In Knott County, Kentucky, Gingerbread Is Remembered For Its Connection to Local Politics

By Nicole Musgrave

Published December 23, 2020 at 9:04 AM EST

When you hear the word “gingerbread,” you might think Christmas. But in southeast Kentucky, when people of a certain age hear “gingerbread,” they think Election Day.

In a special report as part of the Inside Appalachia Folkways Project, Nicole Musgrave, traces the surprising history of gingerbread in Knott County, Kentucky from everyday treat, to election time tradition, to fundraising champion.

Gingerbread Was A Household Staple

In her cozy kitchen in Hindman, Kentucky, LaRue Laferty watches over her teenage grandson, Jaxon Conley, as he makes a fresh batch of gingerbread. All of the ingredients are sitting on the green countertop of the kitchen island. So are the necessary tools, like metal baking sheets, measuring spoons, and a KitchenAid stand mixer.

Laferty, who is in her 80s, has a head full of short, white hair. She wears glasses and a green cotton face mask, and uses a walker to move around her kitchen. If you ask folks around Knott County who the best gingerbread bakers are, Laferty’s name usually comes up.

“I don’t really profess to be a gingerbread-making queen, but I do make a lot,” she says.

When she was growing up, gingerbread was a year-round household staple.

“Anytime we went to grandmother’s, she had it,” Laferty says. “And my mother made it all the time, she kept it made.”

Knott County gingerbread isn’t crisp, snappy cookies, and it’s not moist, fluffy cake. It’s somewhere in between. Bob Young is a local historian born and raised in Knott County. He is in his 70s and he remembers most of the women in his family made this style of gingerbread.

“Gingerbread as we knew it here was just a glorified biscuit,” Young says. “And full, absolutely full of molasses.”

Before white sugar became easily accessible in southeast Kentucky, molasses was the primary sweetener. Every fall, sugarcane farmers hosted stir-offs. Folks gathered to watch as the sugarcane juice was boiled down to a sticky syrup, and they left with full jars to stock their pantries.

Aside from powdered ginger, the other ingredients—flour, fresh eggs, buttermilk and lard—were things people already had on hand. That made gingerbread inexpensive.
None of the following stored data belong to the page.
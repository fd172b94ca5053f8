//! `check` command: validate a saved form payload offline

use anyhow::{Context, Result};
use comfy_table::{Cell, Color, ContentArrangement, Table};
use multiform_core::{load_form_values, validate, FormValues, ValidForm, ValidationReport};
use std::path::Path;
use tracing::debug;

/// Load `path`, validate it, and return the rendered report plus validity
pub fn run_check(path: &Path, json: bool, no_color: bool) -> Result<(String, bool)> {
    let values = load_form_values(path)
        .with_context(|| format!("Failed to load form payload {}", path.display()))?;
    debug!(path = %path.display(), "Loaded form payload");

    let outcome = validate(&values);
    let valid = outcome.is_ok();
    let rendered = if json {
        format_json(&outcome)?
    } else {
        format_table(&outcome, no_color)
    };

    Ok((rendered, valid))
}

fn format_json(outcome: &Result<ValidForm, ValidationReport>) -> Result<String> {
    let value = match outcome {
        Ok(form) => serde_json::json!({
            "valid": true,
            "values": FormValues::from(form.clone()),
        }),
        Err(report) => serde_json::json!({
            "valid": false,
            "errors": report.errors,
        }),
    };
    serde_json::to_string_pretty(&value).context("Failed to serialize check result")
}

/// Human output: one row per violated constraint
fn format_table(outcome: &Result<ValidForm, ValidationReport>, no_color: bool) -> String {
    let report = match outcome {
        Ok(form) => {
            let days = form.checked.days().len();
            return format!(
                "Valid ({} mode, {} day plan{})",
                form.mode.kind(),
                days,
                if days == 1 { "" } else { "s" }
            );
        }
        Err(report) => report,
    };

    let mut table = Table::new();
    table.set_content_arrangement(ContentArrangement::Dynamic);

    if no_color {
        table.set_header(vec!["Path", "Code", "Message"]);
    } else {
        table.set_header(vec![
            Cell::new("Path").fg(Color::Cyan),
            Cell::new("Code").fg(Color::Cyan),
            Cell::new("Message").fg(Color::Cyan),
        ]);
    }

    for error in report.iter() {
        table.add_row(vec![
            error.path.to_string(),
            error.code.clone(),
            error.message.clone(),
        ]);
    }

    format!("{}\n{} invalid field(s)", table, report.len())
}

#[cfg(test)]
mod tests {
    use super::*;
    use std::fs;
    use tempfile::TempDir;

    fn write_payload(dir: &TempDir, content: &str) -> std::path::PathBuf {
        let path = dir.path().join("form.json");
        fs::write(&path, content).unwrap();
        path
    }

    #[test]
    fn test_check_valid_payload() {
        let dir = TempDir::new().unwrap();
        let path = write_payload(&dir, r#"{"email": "a@b.com", "mode": "create"}"#);

        let (output, valid) = run_check(&path, false, true).unwrap();
        assert!(valid);
        assert!(output.contains("Valid (create mode, 0 day plans)"));
    }

    #[test]
    fn test_check_invalid_payload_lists_paths() {
        let dir = TempDir::new().unwrap();
        let path = write_payload(
            &dir,
            r#"{"email": "nope", "mode": "edit", "phoneNumber": 123}"#,
        );

        let (output, valid) = run_check(&path, false, true).unwrap();
        assert!(!valid);
        assert!(output.contains("email"));
        assert!(output.contains("phoneNumber"));
        assert!(output.contains("2 invalid field(s)"));
    }

    #[test]
    fn test_check_json_output() {
        let dir = TempDir::new().unwrap();
        let path = write_payload(
            &dir,
            r#"{"email": "a@b.com", "isCheck": true, "days": [
                {"dayIndex": 0, "steps": [
                    {"planName": "run", "desc": ""},
                    {"planName": "", "desc": ""},
                    {"planName": "swim", "desc": ""}
                ]}
            ]}"#,
        );

        let (output, valid) = run_check(&path, true, true).unwrap();
        assert!(!valid);

        let json: serde_json::Value = serde_json::from_str(&output).unwrap();
        assert_eq!(json["valid"], false);
        assert_eq!(json["errors"][0]["path"], "days.0.steps.1.planName");
        assert_eq!(json["errors"][0]["code"], "required");
    }

    #[test]
    fn test_check_missing_file() {
        let dir = TempDir::new().unwrap();
        let err = run_check(&dir.path().join("absent.json"), false, true).unwrap_err();
        assert!(err.to_string().contains("Failed to load form payload"));
    }
}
“Gingerbread was something that anybody, anybody nearly could get,” Young says.

LaRue Laferty (left) watches her grandson, Jaxon Conley, portion gingerbread batter onto a metal baking sheet in the kitchen of her Knott County home. Growing up in neighboring Floyd County, Laferty’s mother used to make gingerbread for candidates during election season. (photo by Nicole Musgrave)

Just A Nice Little Way To Ask For A Vote

One place you were sure to find gingerbread in Knott County was at the polls on Election Day.

“The candidates, they would hire good gingerbread makers in the community to make gingerbread, and they would give it out at the polls,” Laferty says.